Marlin Fitzwater, the White House spokesman, assured reporters that he had seen the President in a grocery store. A year or so ago. In Kennebunkport.

Some grocery stores began using electronic scanners as early as 1976, and the devices have been in general use in American supermarkets for a decade.

From The New York Times

You Can Smell the Giblet Gravy

Helaine, Steffie and I have decided to take a little getaway (this being the Internet, I won’t say when) to New York City. Part of the reason is to celebrate our 20th wedding anniversary.

I made hotel reservations on Priceline. Right now, I have buyer’s remorse. Not that the Millennium Hotel – Broadway won’t be nice. The reviews I’ve read were great. I only saved $15 or $20 from the rack rate and then, when I asked for a rollaway bed for Steffie, was told that would be an extra $50 for the 2 nights.

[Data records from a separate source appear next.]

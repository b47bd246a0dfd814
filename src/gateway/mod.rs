//! External lookup gateway for the chemical database.
//!
//! The gateway is a thin abstraction over the third-party service: it turns one
//! identifier into at most one compound's raw attributes, and one database id
//! into a 3D structure payload. It owns no business logic. Retry, caching,
//! batching, and pacing are not implemented here; pacing belongs to
//! [`crate::batch::BatchResolver`].
//!
//! # Architecture
//!
//! - [`CompoundGateway`] - Async trait the batch resolver and structure fetch depend on
//! - [`PubChemGateway`] - PubChem PUG-REST implementation
//! - [`RawCompoundData`] - Attributes of a single matched compound
//! - [`LookupError`] - Transport/protocol failures (distinct from "no match")
//!
//! # Example
//!
//! ```no_run
//! use chemly_core::gateway::{CompoundGateway, PubChemGateway};
//! use chemly_core::parser::IdentifierKind;
//!
//! # async fn example() -> Result<(), Box<dyn std::error::Error>> {
//! let gateway = PubChemGateway::new()?;
//! if let Some(compound) = gateway.resolve("aspirin", IdentifierKind::Name).await? {
//!     println!("CID {}: {:?}", compound.database_id, compound.molecular_formula);
//! }
//! # Ok(())
//! # }
//! ```

mod error;
mod http_client;
mod pubchem;

pub use error::LookupError;
pub use http_client::configure_gateway_http_timeouts;
pub use pubchem::{DEFAULT_PUBCHEM_BASE_URL, PubChemGateway};

use async_trait::async_trait;

use crate::parser::IdentifierKind;

/// Raw attributes of one compound as returned by the database.
///
/// Values are passed through unmodified; any attribute the service omits is `None`.
#[derive(Debug, Clone, PartialEq)]
pub struct RawCompoundData {
    /// Database-assigned compound id (PubChem CID).
    pub database_id: u64,
    /// Preferred display name (IUPAC name).
    pub name: Option<String>,
    /// Line-notation structure (SMILES).
    pub structural_notation: Option<String>,
    /// Molecular mass in g/mol, as the service wrote it (e.g. `"180.16"`).
    pub molecular_mass: Option<String>,
    /// Molecular formula, e.g. `C9H8O4`.
    pub molecular_formula: Option<String>,
    /// Computed partition coefficient (XLogP).
    pub log_p: Option<f64>,
    /// Hydrogen-bond donor count.
    pub hydrogen_donor_count: Option<u32>,
    /// Hydrogen-bond acceptor count.
    pub hydrogen_acceptor_count: Option<u32>,
}

impl RawCompoundData {
    /// Creates data carrying only a database id; other attributes are absent.
    #[must_use]
    pub fn with_id(database_id: u64) -> Self {
        Self {
            database_id,
            name: None,
            structural_notation: None,
            molecular_mass: None,
            molecular_formula: None,
            log_p: None,
            hydrogen_donor_count: None,
            hydrogen_acceptor_count: None,
        }
    }
}

/// Trait that all compound database gateways implement.
///
/// # Object Safety
///
/// This trait uses `async_trait` so the batch resolver can hold an
/// `Arc<dyn CompoundGateway>` and share it across worker tasks.
#[async_trait]
pub trait CompoundGateway: Send + Sync {
    /// Returns the gateway's name (e.g., "pubchem").
    fn name(&self) -> &str;

    /// Looks up at most one compound for `identifier` using the namespace of `kind`.
    ///
    /// Returns `Ok(None)` when the service has no match. An empty result list and an
    /// absent result are both `Ok(None)`.
    ///
    /// # Errors
    ///
    /// Returns [`LookupError`] on transport or protocol failure.
    async fn resolve(
        &self,
        identifier: &str,
        kind: IdentifierKind,
    ) -> Result<Option<RawCompoundData>, LookupError>;

    /// Fetches a 3D structure payload (SDF) for a database id.
    ///
    /// Returns `Ok(None)` when the service has no 3D data for the compound.
    ///
    /// # Errors
    ///
    /// Returns [`LookupError`] on transport or protocol failure.
    async fn fetch_structure_3d(&self, database_id: u64) -> Result<Option<Vec<u8>>, LookupError>;
}
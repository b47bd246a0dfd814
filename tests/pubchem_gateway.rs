//! Integration tests for the PubChem gateway against a mock PUG-REST server.

use chemly_core::{
    CompoundGateway, IdentifierKind, LookupError, MoleculeRecord, PubChemGateway,
};
use wiremock::matchers::{method, path, path_regex, query_param};
use wiremock::{Mock, ResponseTemplate};

mod support;
use support::socket_guard::start_mock_server_or_skip;

const PROPERTY_SUFFIX: &str =
    "property/IUPACName,SMILES,MolecularWeight,MolecularFormula,XLogP,HBondDonorCount,HBondAcceptorCount/JSON";

fn aspirin_body() -> serde_json::Value {
    serde_json::json!({
        "PropertyTable": {
            "Properties": [{
                "CID": 2244,
                "MolecularFormula": "C9H8O4",
                "MolecularWeight": "180.16",
                "SMILES": "CC(=O)OC1=CC=CC=C1C(=O)O",
                "IUPACName": "2-acetyloxybenzoic acid",
                "XLogP": 1.2,
                "HBondDonorCount": 1,
                "HBondAcceptorCount": 4
            }]
        }
    })
}

fn gateway_for(server: &wiremock::MockServer) -> PubChemGateway {
    PubChemGateway::with_base_url(format!("{}/rest/pug", server.uri())).unwrap()
}

// ==================== Property Lookup Tests ====================

#[tokio::test]
async fn test_pubchem_resolves_name_with_all_attributes() {
    let Some(server) = start_mock_server_or_skip().await else {
        return;
    };
    Mock::given(method("GET"))
        .and(path(format!("/rest/pug/compound/name/aspirin/{PROPERTY_SUFFIX}")))
        .respond_with(ResponseTemplate::new(200).set_body_json(aspirin_body()))
        .expect(1)
        .mount(&server)
        .await;

    let raw = gateway_for(&server)
        .resolve("aspirin", IdentifierKind::Name)
        .await
        .unwrap()
        .expect("aspirin should resolve");

    assert_eq!(raw.database_id, 2244);
    assert_eq!(raw.name.as_deref(), Some("2-acetyloxybenzoic acid"));
    assert_eq!(
        raw.structural_notation.as_deref(),
        Some("CC(=O)OC1=CC=CC=C1C(=O)O")
    );
    assert_eq!(raw.molecular_mass.as_deref(), Some("180.16"));
    assert_eq!(raw.molecular_formula.as_deref(), Some("C9H8O4"));
    assert_eq!(raw.log_p, Some(1.2));
    assert_eq!(raw.hydrogen_donor_count, Some(1));
    assert_eq!(raw.hydrogen_acceptor_count, Some(4));
}

#[tokio::test]
async fn test_pubchem_routes_numeric_id_to_cid_namespace() {
    let Some(server) = start_mock_server_or_skip().await else {
        return;
    };
    Mock::given(method("GET"))
        .and(path(format!("/rest/pug/compound/cid/2244/{PROPERTY_SUFFIX}")))
        .respond_with(ResponseTemplate::new(200).set_body_json(aspirin_body()))
        .expect(1)
        .mount(&server)
        .await;

    let raw = gateway_for(&server)
        .resolve("2244", IdentifierKind::NumericId)
        .await
        .unwrap();

    assert_eq!(raw.map(|r| r.database_id), Some(2244));
}

#[tokio::test]
async fn test_pubchem_routes_smiles_as_single_encoded_segment() {
    let Some(server) = start_mock_server_or_skip().await else {
        return;
    };
    Mock::given(method("GET"))
        .and(path_regex(r"^/rest/pug/compound/smiles/C%3DO/property/[^/]+/JSON$"))
        .respond_with(ResponseTemplate::new(200).set_body_json(serde_json::json!({
            "PropertyTable": {
                "Properties": [{ "CID": 712, "SMILES": "C=O", "MolecularWeight": "30.026" }]
            }
        })))
        .expect(1)
        .mount(&server)
        .await;

    let raw = gateway_for(&server)
        .resolve("C=O", IdentifierKind::StructuralNotation)
        .await
        .unwrap()
        .expect("formaldehyde should resolve");

    assert_eq!(raw.database_id, 712);
    assert_eq!(raw.molecular_mass.as_deref(), Some("30.026"));
    assert!(raw.log_p.is_none());
}

#[tokio::test]
async fn test_pubchem_encodes_spaces_in_names() {
    let Some(server) = start_mock_server_or_skip().await else {
        return;
    };
    Mock::given(method("GET"))
        .and(path(format!(
            "/rest/pug/compound/name/salicylic%20acid/{PROPERTY_SUFFIX}"
        )))
        .respond_with(ResponseTemplate::new(200).set_body_json(serde_json::json!({
            "PropertyTable": { "Properties": [{ "CID": 338 }] }
        })))
        .expect(1)
        .mount(&server)
        .await;

    let raw = gateway_for(&server)
        .resolve("salicylic acid", IdentifierKind::Name)
        .await
        .unwrap();

    assert_eq!(raw.map(|r| r.database_id), Some(338));
}

#[tokio::test]
async fn test_pubchem_missing_iupac_name_falls_back_to_identifier_in_record() {
    let Some(server) = start_mock_server_or_skip().await else {
        return;
    };
    Mock::given(method("GET"))
        .and(path(format!("/rest/pug/compound/cid/962/{PROPERTY_SUFFIX}")))
        .respond_with(ResponseTemplate::new(200).set_body_json(serde_json::json!({
            "PropertyTable": {
                "Properties": [{ "CID": 962, "MolecularFormula": "H2O", "MolecularWeight": "18.015" }]
            }
        })))
        .mount(&server)
        .await;

    let raw = gateway_for(&server)
        .resolve("962", IdentifierKind::NumericId)
        .await
        .unwrap()
        .unwrap();
    let record = MoleculeRecord::from_raw(raw, "962");

    assert_eq!(record.display_name(), "962");
    assert_eq!(record.molecular_formula(), Some("H2O"));
}

// ==================== No Match Tests ====================

#[tokio::test]
async fn test_pubchem_not_found_is_no_match() {
    let Some(server) = start_mock_server_or_skip().await else {
        return;
    };
    Mock::given(method("GET"))
        .and(path_regex(r"^/rest/pug/compound/name/Unobtainium123/"))
        .respond_with(ResponseTemplate::new(404).set_body_json(serde_json::json!({
            "Fault": { "Code": "PUGREST.NotFound", "Message": "No CID found" }
        })))
        .mount(&server)
        .await;

    let result = gateway_for(&server)
        .resolve("Unobtainium123", IdentifierKind::Name)
        .await
        .unwrap();

    assert!(result.is_none());
}

#[tokio::test]
async fn test_pubchem_empty_property_list_is_no_match() {
    let Some(server) = start_mock_server_or_skip().await else {
        return;
    };
    Mock::given(method("GET"))
        .and(path_regex(r"^/rest/pug/compound/name/nothing/"))
        .respond_with(ResponseTemplate::new(200).set_body_json(serde_json::json!({
            "PropertyTable": { "Properties": [] }
        })))
        .mount(&server)
        .await;

    let result = gateway_for(&server)
        .resolve("nothing", IdentifierKind::Name)
        .await
        .unwrap();

    assert!(result.is_none());
}

// ==================== Failure Tests ====================

#[tokio::test]
async fn test_pubchem_server_error_is_http_status_error() {
    let Some(server) = start_mock_server_or_skip().await else {
        return;
    };
    Mock::given(method("GET"))
        .respond_with(ResponseTemplate::new(503))
        .mount(&server)
        .await;

    let err = gateway_for(&server)
        .resolve("aspirin", IdentifierKind::Name)
        .await
        .unwrap_err();

    assert!(
        matches!(err, LookupError::HttpStatus { status: 503, .. }),
        "got {err:?}"
    );
    assert!(err.to_string().contains("pacing interval"));
}

#[tokio::test]
async fn test_pubchem_malformed_json_is_protocol_error() {
    let Some(server) = start_mock_server_or_skip().await else {
        return;
    };
    Mock::given(method("GET"))
        .respond_with(ResponseTemplate::new(200).set_body_string("<html>maintenance</html>"))
        .mount(&server)
        .await;

    let err = gateway_for(&server)
        .resolve("aspirin", IdentifierKind::Name)
        .await
        .unwrap_err();

    assert!(matches!(err, LookupError::Protocol { .. }), "got {err:?}");
    assert!(err.to_string().contains("aspirin"));
}

#[tokio::test]
async fn test_pubchem_unreachable_host_is_transport_error() {
    let gateway = PubChemGateway::with_base_url("http://127.0.0.1:9/rest/pug").unwrap();

    let err = gateway
        .resolve("aspirin", IdentifierKind::Name)
        .await
        .unwrap_err();

    assert!(matches!(err, LookupError::Transport { .. }), "got {err:?}");
}

// ==================== Structure Fetch Tests ====================

#[tokio::test]
async fn test_pubchem_fetches_3d_sdf() {
    let Some(server) = start_mock_server_or_skip().await else {
        return;
    };
    Mock::given(method("GET"))
        .and(path("/rest/pug/compound/cid/2244/SDF"))
        .and(query_param("record_type", "3d"))
        .respond_with(ResponseTemplate::new(200).set_body_bytes(b"2244\n  -OEChem-\n$$$$\n".to_vec()))
        .expect(1)
        .mount(&server)
        .await;

    let payload = gateway_for(&server).fetch_structure_3d(2244).await.unwrap();

    assert_eq!(payload.as_deref(), Some(&b"2244\n  -OEChem-\n$$$$\n"[..]));
}

#[tokio::test]
async fn test_pubchem_missing_3d_record_is_none() {
    let Some(server) = start_mock_server_or_skip().await else {
        return;
    };
    Mock::given(method("GET"))
        .and(path("/rest/pug/compound/cid/5359596/SDF"))
        .respond_with(ResponseTemplate::new(404))
        .mount(&server)
        .await;

    let payload = gateway_for(&server)
        .fetch_structure_3d(5_359_596)
        .await
        .unwrap();

    assert!(payload.is_none());
}

#[tokio::test]
async fn test_pubchem_empty_3d_body_is_none() {
    let Some(server) = start_mock_server_or_skip().await else {
        return;
    };
    Mock::given(method("GET"))
        .and(path("/rest/pug/compound/cid/962/SDF"))
        .and(query_param("record_type", "3d"))
        .respond_with(ResponseTemplate::new(200).set_body_bytes(Vec::new()))
        .expect(1)
        .mount(&server)
        .await;

    let payload = gateway_for(&server).fetch_structure_3d(962).await.unwrap();

    assert!(payload.is_none());
}
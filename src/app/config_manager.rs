//! Configuration lifecycle: load file config, merge CLI, resolve and apply timeouts.

use anyhow::Result;
use chemly_core::configure_gateway_http_timeouts;
use tracing::debug;

use crate::app::config_runtime::{self, CliValueSources, HttpTimeoutSettings};
use crate::app_config::load_default_file_config;
use crate::cli::Args;

/// Effective settings for one run.
pub(crate) struct ResolvedConfig {
    pub(crate) args: Args,
    pub(crate) http_timeouts: HttpTimeoutSettings,
    pub(crate) loaded_from_file: bool,
}

/// Loads the config file, merges CLI overrides, and applies gateway timeouts.
pub(crate) fn resolve_config(args: Args, cli_sources: &CliValueSources) -> Result<ResolvedConfig> {
    let loaded_config = load_default_file_config()?;
    if let Some(path) = &loaded_config.path {
        debug!(path = %path.display(), found = loaded_config.config.is_some(), "config file location");
    }
    let args =
        config_runtime::apply_config_defaults(args, cli_sources, loaded_config.config.as_ref())?;
    let http_timeouts = config_runtime::resolve_http_timeouts(loaded_config.config.as_ref());
    configure_gateway_http_timeouts(http_timeouts.connect_secs, http_timeouts.read_secs);
    Ok(ResolvedConfig {
        args,
        http_timeouts,
        loaded_from_file: loaded_config.config.is_some(),
    })
}
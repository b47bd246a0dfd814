//! Terminal capability detection and tracing setup.

use std::io::{self, IsTerminal};

use tracing_subscriber::EnvFilter;

/// What the attached terminal supports, sampled once at startup.
#[derive(Debug, Clone, Copy, PartialEq, Eq)]
pub(crate) struct TerminalProfile {
    pub(crate) stderr_is_terminal: bool,
    pub(crate) dumb: bool,
    pub(crate) no_color_env: bool,
}

impl TerminalProfile {
    pub(crate) fn detect() -> Self {
        Self {
            stderr_is_terminal: io::stderr().is_terminal(),
            dumb: std::env::var_os("TERM").is_some_and(|term| term.eq_ignore_ascii_case("dumb")),
            no_color_env: std::env::var_os("NO_COLOR").is_some_and(|value| !value.is_empty()),
        }
    }

    pub(crate) fn use_color(self, no_color_flag: bool) -> bool {
        !(no_color_flag || self.no_color_env || self.dumb)
    }

    /// Progress bars redraw in place; they need an interactive, capable stderr.
    pub(crate) fn show_progress(self, quiet: bool) -> bool {
        self.stderr_is_terminal && !self.dumb && !quiet
    }
}

/// Installs the stderr subscriber.
///
/// `RUST_LOG` wins over `default_level` unless `ignore_rust_log` is set, which
/// happens when `-v`/`-q` were given explicitly.
pub(crate) fn init_tracing(default_level: &str, ignore_rust_log: bool, ansi: bool) {
    let from_env = if ignore_rust_log {
        None
    } else {
        EnvFilter::try_from_default_env().ok()
    };
    let filter = from_env.unwrap_or_else(|| EnvFilter::new(default_level));
    // Already installed when called twice (tests).
    let _ = tracing_subscriber::fmt()
        .with_writer(io::stderr)
        .with_ansi(ansi)
        .with_env_filter(filter)
        .try_init();
}
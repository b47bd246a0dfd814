//! Build the gateway and resolver, then run the batch pass with progress.
//!
//! Raw identifiers are logged only at debug level; info-level logs carry counts.

use std::sync::Arc;
use std::sync::atomic::AtomicBool;
use std::time::Duration;

use anyhow::{Context, Result};
use chemly_core::{
    BatchResolver, BatchResult, CompoundGateway, DEFAULT_PUBCHEM_BASE_URL, PacingGate,
    PubChemGateway, ResolutionInput, StructureFetcher,
};
use tracing::{debug, info};

use crate::app::progress_manager::ProgressReporter;
use crate::app::validation;
use crate::cli::Args;

/// Shared collaborators for one run: the gateway and the pacing gate every call
/// to it passes through.
pub(crate) struct ResolutionSession {
    gateway: Arc<dyn CompoundGateway>,
    pacing: Arc<PacingGate>,
    concurrency: usize,
}

impl ResolutionSession {
    /// Builds the PubChem gateway and pacing gate from effective arguments.
    pub(crate) fn from_args(args: &Args) -> Result<Self> {
        let base_url = args.base_url.as_deref().unwrap_or(DEFAULT_PUBCHEM_BASE_URL);
        validation::validate_base_url(base_url)?;

        let gateway = PubChemGateway::with_base_url(base_url)
            .context("Failed to initialize the PubChem client")?;
        debug!(base_url = gateway.base_url(), "gateway ready");

        Ok(Self {
            gateway: Arc::new(gateway),
            pacing: Arc::new(PacingGate::new(Duration::from_millis(args.pacing_ms))),
            concurrency: usize::from(args.concurrency),
        })
    }

    /// Structure fetcher sharing this session's gateway and pacing.
    pub(crate) fn structure_fetcher(&self) -> StructureFetcher {
        StructureFetcher::new(Arc::clone(&self.gateway), Arc::clone(&self.pacing))
    }

    /// Runs the batch pass, drawing progress when `show_progress` is set.
    pub(crate) async fn run(
        &self,
        input: ResolutionInput,
        interrupted: Arc<AtomicBool>,
        show_progress: bool,
    ) -> Result<BatchResult> {
        let resolver = BatchResolver::new(Arc::clone(&self.gateway), Arc::clone(&self.pacing))
            .with_concurrency(self.concurrency)?;

        let counts = input.kind_counts();
        info!(
            total = input.len(),
            cids = counts.numeric_ids,
            smiles = counts.structural,
            names = counts.names,
            pacing_ms = self.pacing.interval().as_millis(),
            concurrency = self.concurrency,
            "Resolving identifiers"
        );

        let reporter = ProgressReporter::new(
            show_progress,
            input.len().min(chemly_core::MAX_BATCH_SIZE),
        );
        let result = resolver
            .run_interruptible(input, |event| reporter.update(event), interrupted)
            .await;
        reporter.finish();

        Ok(result)
    }
}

I wonder if there would be that charge had I made my reservation directly? I have never ever paid for a rollaway bed and have never heard of anyone being charged for one before.

We decided we’d see two Broadway shows while in The City. I’m sure I love Broadway as much, maybe more, as any straight man in America. Hopeful, I’ve passed some of my love on to Steffie, who has seen many shows with me.

We chose Tennessee Williams “Cat on a Hot Tin Roof” and a new play “Six Dance Lessons in Six Weeks” with Polly Bergen and Mark Hamil. SDLSW opened last night.

The New York Times was savage in its review which ran in this morning’s paper. This show is such a turkey that you can probably smell the giblet gravy as you enter the lobby. Let me just quote from the last paragraph:

Toward the end of Monday night’s performance, an elderly man in the front row collapsed, gasping for breath, and the Emergency Medical Service took him to a hospital, where he recovered. It turned out he had choked on a candy. Now that’s a metaphor.

We’d better find another show. This one won’t last until we get there.

This was originally written on a computer without access to a spell checker. I’ll try not to do that again. Ouch.